WHAT IS BEING ASKED =
Check every line below for the word "wanted" and copy each one that has it.

..........

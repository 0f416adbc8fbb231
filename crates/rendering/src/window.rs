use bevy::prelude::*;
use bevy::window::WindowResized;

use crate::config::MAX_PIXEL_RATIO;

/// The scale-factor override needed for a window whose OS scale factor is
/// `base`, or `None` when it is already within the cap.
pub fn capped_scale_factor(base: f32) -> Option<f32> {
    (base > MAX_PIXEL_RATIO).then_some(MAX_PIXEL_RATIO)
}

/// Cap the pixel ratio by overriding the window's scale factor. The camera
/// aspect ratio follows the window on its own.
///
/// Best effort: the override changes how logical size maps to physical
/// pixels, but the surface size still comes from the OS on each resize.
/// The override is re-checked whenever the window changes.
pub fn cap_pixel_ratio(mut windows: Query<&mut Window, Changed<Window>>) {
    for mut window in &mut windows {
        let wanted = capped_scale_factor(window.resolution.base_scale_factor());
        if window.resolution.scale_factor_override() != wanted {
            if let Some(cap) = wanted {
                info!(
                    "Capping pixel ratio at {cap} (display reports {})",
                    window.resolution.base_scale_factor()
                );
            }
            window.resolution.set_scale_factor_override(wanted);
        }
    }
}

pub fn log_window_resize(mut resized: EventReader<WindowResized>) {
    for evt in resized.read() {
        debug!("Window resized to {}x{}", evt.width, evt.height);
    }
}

..........

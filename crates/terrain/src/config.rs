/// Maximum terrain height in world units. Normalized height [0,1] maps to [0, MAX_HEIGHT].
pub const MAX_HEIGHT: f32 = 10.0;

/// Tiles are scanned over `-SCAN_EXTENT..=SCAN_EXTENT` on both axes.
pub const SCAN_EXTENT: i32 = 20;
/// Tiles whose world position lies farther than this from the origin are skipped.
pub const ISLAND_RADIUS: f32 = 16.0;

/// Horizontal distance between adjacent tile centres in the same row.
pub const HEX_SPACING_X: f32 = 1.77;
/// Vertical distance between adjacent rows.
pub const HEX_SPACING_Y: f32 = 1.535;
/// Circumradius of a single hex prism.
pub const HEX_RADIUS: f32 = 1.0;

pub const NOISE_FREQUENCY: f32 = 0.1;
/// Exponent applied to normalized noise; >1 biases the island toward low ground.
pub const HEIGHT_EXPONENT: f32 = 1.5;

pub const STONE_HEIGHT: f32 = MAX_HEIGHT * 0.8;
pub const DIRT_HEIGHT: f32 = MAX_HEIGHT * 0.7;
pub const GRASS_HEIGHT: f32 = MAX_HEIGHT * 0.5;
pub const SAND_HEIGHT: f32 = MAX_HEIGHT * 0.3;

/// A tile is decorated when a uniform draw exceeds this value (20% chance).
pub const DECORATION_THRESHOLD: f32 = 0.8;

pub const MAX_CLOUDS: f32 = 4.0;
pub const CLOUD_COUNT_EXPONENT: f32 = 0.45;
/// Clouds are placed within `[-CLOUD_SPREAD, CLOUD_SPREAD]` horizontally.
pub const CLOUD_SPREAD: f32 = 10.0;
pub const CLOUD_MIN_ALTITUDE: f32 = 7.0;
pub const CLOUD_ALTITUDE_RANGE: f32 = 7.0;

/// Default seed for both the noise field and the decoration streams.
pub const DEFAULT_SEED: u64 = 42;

..........

TASK OUTPUT =
        let wanted = capped_scale_factor(window.resolution.base_scale_factor());
        if window.resolution.scale_factor_override() != wanted {
            if let Some(cap) = wanted {
            window.resolution.set_scale_factor_override(wanted);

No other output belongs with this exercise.